What is required: Only one stretch of the listing below is wanted: every line from the first to the line containing "Quotes come in", set down exactly.

Records supplied:
▬▬▬▬▬▬

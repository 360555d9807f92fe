//! The Feed (Transport)
//!
//! Binary quote records and the UDP subscription that delivers them.

mod subscriber;
mod wire;

pub use subscriber::{decode_events, subscription_message, FeedSubscriber};
pub use wire::{decode_datagram, decode_record, encode_record, MAX_RECORDS_PER_DATAGRAM, RECORD_SIZE};
//! Triangulator - currency arbitrage detection on a streaming quote feed
//!
//! Quotes come in through [`feed`], land in the [`cartographer::RateGraph`]
//! of the current [`session::ArbitrageSession`], and the [`brain`] looks for
//! negative cycles in `-ln(rate)` space and prices them.

pub mod brain;
pub mod cartographer;
pub mod config;
pub mod error;
pub mod feed;
pub mod session;

pub use config::{Config, DetectorSettings};
pub use session::{ArbitrageSession, IngestOutcome, Opportunity, SessionStats};
use anyhow::{anyhow, Result};
use serde::{Deserialize, Serialize};
use std::path::Path;
use std::time::Duration;
use tokio::fs;

use crate::etherscan::{CacheBackend, Client, Network};

#[derive(Debug, Clone, Default, PartialEq, Serialize, Deserialize)]
pub struct Config {
    /// Etherscan API key. Usually left out of the file and taken from
    /// `ETHERSCAN_API_KEY`.
    #[serde(default, skip_serializing_if = "Option::is_none")]
    pub api_key: Option<String>,
    #[serde(default)]
    pub network: Network,
    #[serde(default)]
    pub cache: CacheConfig,
}

#[derive(Debug, Clone, PartialEq, Serialize, Deserialize)]
pub struct CacheConfig {
    pub backend: CacheBackend,
    /// Seconds a cached response stays valid
    pub expire_after_secs: u64,
}

impl Default for CacheConfig {
    fn default() -> Self {
        Self {
            backend: CacheBackend::default(),
            expire_after_secs: 5,
        }
    }
}

impl Config {
    /// Load configuration from a TOML file
    pub async fn load_from_file<P: AsRef<Path>>(path: P) -> Result<Self> {
        let path = path.as_ref();
        let content = fs::read_to_string(path)
            .await
            .map_err(|e| anyhow!("Failed to read config file {:?}: {}", path, e))?;

        let config: Config = toml::from_str(&content)
            .map_err(|e| anyhow!("Failed to parse config file {:?}: {}", path, e))?;

        Ok(config)
    }

    /// Save configuration to a TOML file
    pub async fn save_to_file<P: AsRef<Path>>(&self, path: P) -> Result<()> {
        let path = path.as_ref();
        let content = toml::to_string_pretty(self)
            .map_err(|e| anyhow!("Failed to serialize config: {}", e))?;

        if let Some(parent) = path.parent() {
            if !parent.exists() {
                fs::create_dir_all(parent).await.map_err(|e| {
                    anyhow!("Failed to create config directory {:?}: {}", parent, e)
                })?;
            }
        }

        fs::write(path, content)
            .await
            .map_err(|e| anyhow!("Failed to write config file {:?}: {}", path, e))?;

        Ok(())
    }

    /// Load configuration with fallback to default
    pub async fn load_or_default<P: AsRef<Path>>(path: Option<P>) -> Self {
        let mut config = match path {
            Some(path) => match Self::load_from_file(path).await {
                Ok(config) => {
                    tracing::info!("Loaded configuration from file");
                    config
                }
                Err(e) => {
                    tracing::warn!("Failed to load config file, using defaults: {}", e);
                    Self::default()
                }
            },
            None => Self::default(),
        };

        config.apply_env_vars();
        config
    }

    /// Apply environment variable overrides to configuration
    fn apply_env_vars(&mut self) {
        self.apply_overrides(|name| std::env::var(name).ok());
    }

    fn apply_overrides(&mut self, lookup: impl Fn(&str) -> Option<String>) {
        if let Some(api_key) = lookup("ETHERSCAN_API_KEY") {
            tracing::debug!("Using ETHERSCAN_API_KEY environment variable");
            self.api_key = Some(api_key);
        }

        if let Some(network) = lookup("ETHERSCAN_NETWORK") {
            match network.parse() {
                Ok(network) => self.network = network,
                Err(e) => tracing::warn!("Ignoring ETHERSCAN_NETWORK: {}", e),
            }
        }
    }

    /// Build a client from this configuration
    pub fn client(&self) -> Result<Client> {
        let api_key = self.api_key.clone().ok_or_else(|| {
            anyhow!("No API key configured. Set ETHERSCAN_API_KEY or `api_key` in the config file")
        })?;

        let client = Client::builder(api_key)
            .network(self.network)
            .cache_backend(self.cache.backend.clone())
            .expire_after(Duration::from_secs(self.cache.expire_after_secs))
            .build()?;

        Ok(client)
    }

    /// Get default config file path
    pub fn default_config_path() -> Result<std::path::PathBuf> {
        let config_dir =
            dirs::config_dir().ok_or_else(|| anyhow!("Could not determine config directory"))?;
        Ok(config_dir.join("etherscan-client").join("config.toml"))
    }

    /// Generate a sample configuration file
    pub fn generate_sample() -> String {
        let sample_config = r#"# Etherscan client configuration file

# API key, better provided through the ETHERSCAN_API_KEY environment variable
# api_key = "YOUR_API_KEY_HERE"

# One of: mainnet, ropsten, kovan, rinkeby
network = "mainnet"

[cache]
expire_after_secs = 5

# Where responses are cached: "disabled", "memory", "file" or "sqlite".
# The file backend takes `dir` instead of `path`.
[cache.backend]
type = "sqlite"
path = "/tmp/etherscan_cache.sqlite"

# Environment variables that can be used:
# ETHERSCAN_API_KEY - Your Etherscan API key
# ETHERSCAN_NETWORK - Overrides `network`
"#;
        sample_config.to_string()
    }
}

#[cfg(test)]
mod tests {
    use super::*;
    use std::path::PathBuf;
    use tempfile::tempdir;

    #[test]
    fn test_sample_config_parses() {
        let config: Config = toml::from_str(&Config::generate_sample()).unwrap();

        assert_eq!(config.api_key, None);
        assert_eq!(config.network, Network::Mainnet);
        assert_eq!(config.cache.expire_after_secs, 5);
        assert_eq!(
            config.cache.backend,
            CacheBackend::Sqlite {
                path: PathBuf::from("/tmp/etherscan_cache.sqlite")
            }
        );
    }

    #[test]
    fn test_file_backend_parses() {
        let config: Config =
            toml::from_str("[cache]\nexpire_after_secs = 5\n[cache.backend]\ntype = \"file\"\ndir = \"/var/cache/es\"")
                .unwrap();

        assert_eq!(
            config.cache.backend,
            CacheBackend::File {
                dir: PathBuf::from("/var/cache/es")
            }
        );
    }

    #[test]
    fn test_unknown_network_is_rejected() {
        let result: Result<Config, _> = toml::from_str("network = \"goerli\"");
        assert!(result.is_err());
    }

    #[test]
    fn test_unknown_cache_backend_is_rejected() {
        let result: Result<Config, _> =
            toml::from_str("[cache]\nexpire_after_secs = 5\n[cache.backend]\ntype = \"redis\"");
        assert!(result.is_err());
    }

    #[test]
    fn test_env_overrides() {
        let mut config = Config::default();
        config.apply_overrides(|name| match name {
            "ETHERSCAN_API_KEY" => Some("secret".to_string()),
            "ETHERSCAN_NETWORK" => Some("rinkeby".to_string()),
            _ => None,
        });

        assert_eq!(config.api_key.as_deref(), Some("secret"));
        assert_eq!(config.network, Network::Rinkeby);

        config.apply_overrides(|name| (name == "ETHERSCAN_NETWORK").then(|| "moon".to_string()));
        assert_eq!(config.network, Network::Rinkeby);
    }

    #[test]
    fn test_client_requires_api_key() {
        assert!(Config::default().client().is_err());

        let config = Config {
            api_key: Some("key".to_string()),
            network: Network::Kovan,
            cache: CacheConfig {
                backend: CacheBackend::Memory,
                expire_after_secs: 5,
            },
        };
        let client = config.client().unwrap();
        assert_eq!(client.url(), "https://api-kovan.etherscan.io/api");
    }

    #[tokio::test]
    async fn test_save_and_load() {
        let temp_dir = tempdir().unwrap();
        let path = temp_dir.path().join("nested").join("config.toml");

        let config = Config {
            api_key: None,
            network: Network::Ropsten,
            cache: CacheConfig {
                backend: CacheBackend::Memory,
                expire_after_secs: 30,
            },
        };
        config.save_to_file(&path).await.unwrap();

        let loaded = Config::load_from_file(&path).await.unwrap();
        assert_eq!(loaded, config);
    }

    #[tokio::test]
    async fn test_load_or_default_falls_back() {
        let temp_dir = tempdir().unwrap();
        let config = Config::load_or_default(Some(temp_dir.path().join("missing.toml"))).await;

        assert_eq!(config.network, Network::Mainnet);
    }
}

▬▬▬▬▬▬

Task response:
repository 360555d9807f92fe
//! The Feed (Transport)
//!
//! Binary quote records and the UDP subscription that delivers them.

mod subscriber;
mod wire;

pub use subscriber::{decode_events, subscription_message, FeedSubscriber};
pub use wire::{decode_datagram, decode_record, encode_record, MAX_RECORDS_PER_DATAGRAM, RECORD_SIZE};
//! Triangulator - currency arbitrage detection on a streaming quote feed
//!
//! Quotes come in through [`feed`], land in the [`cartographer::RateGraph`]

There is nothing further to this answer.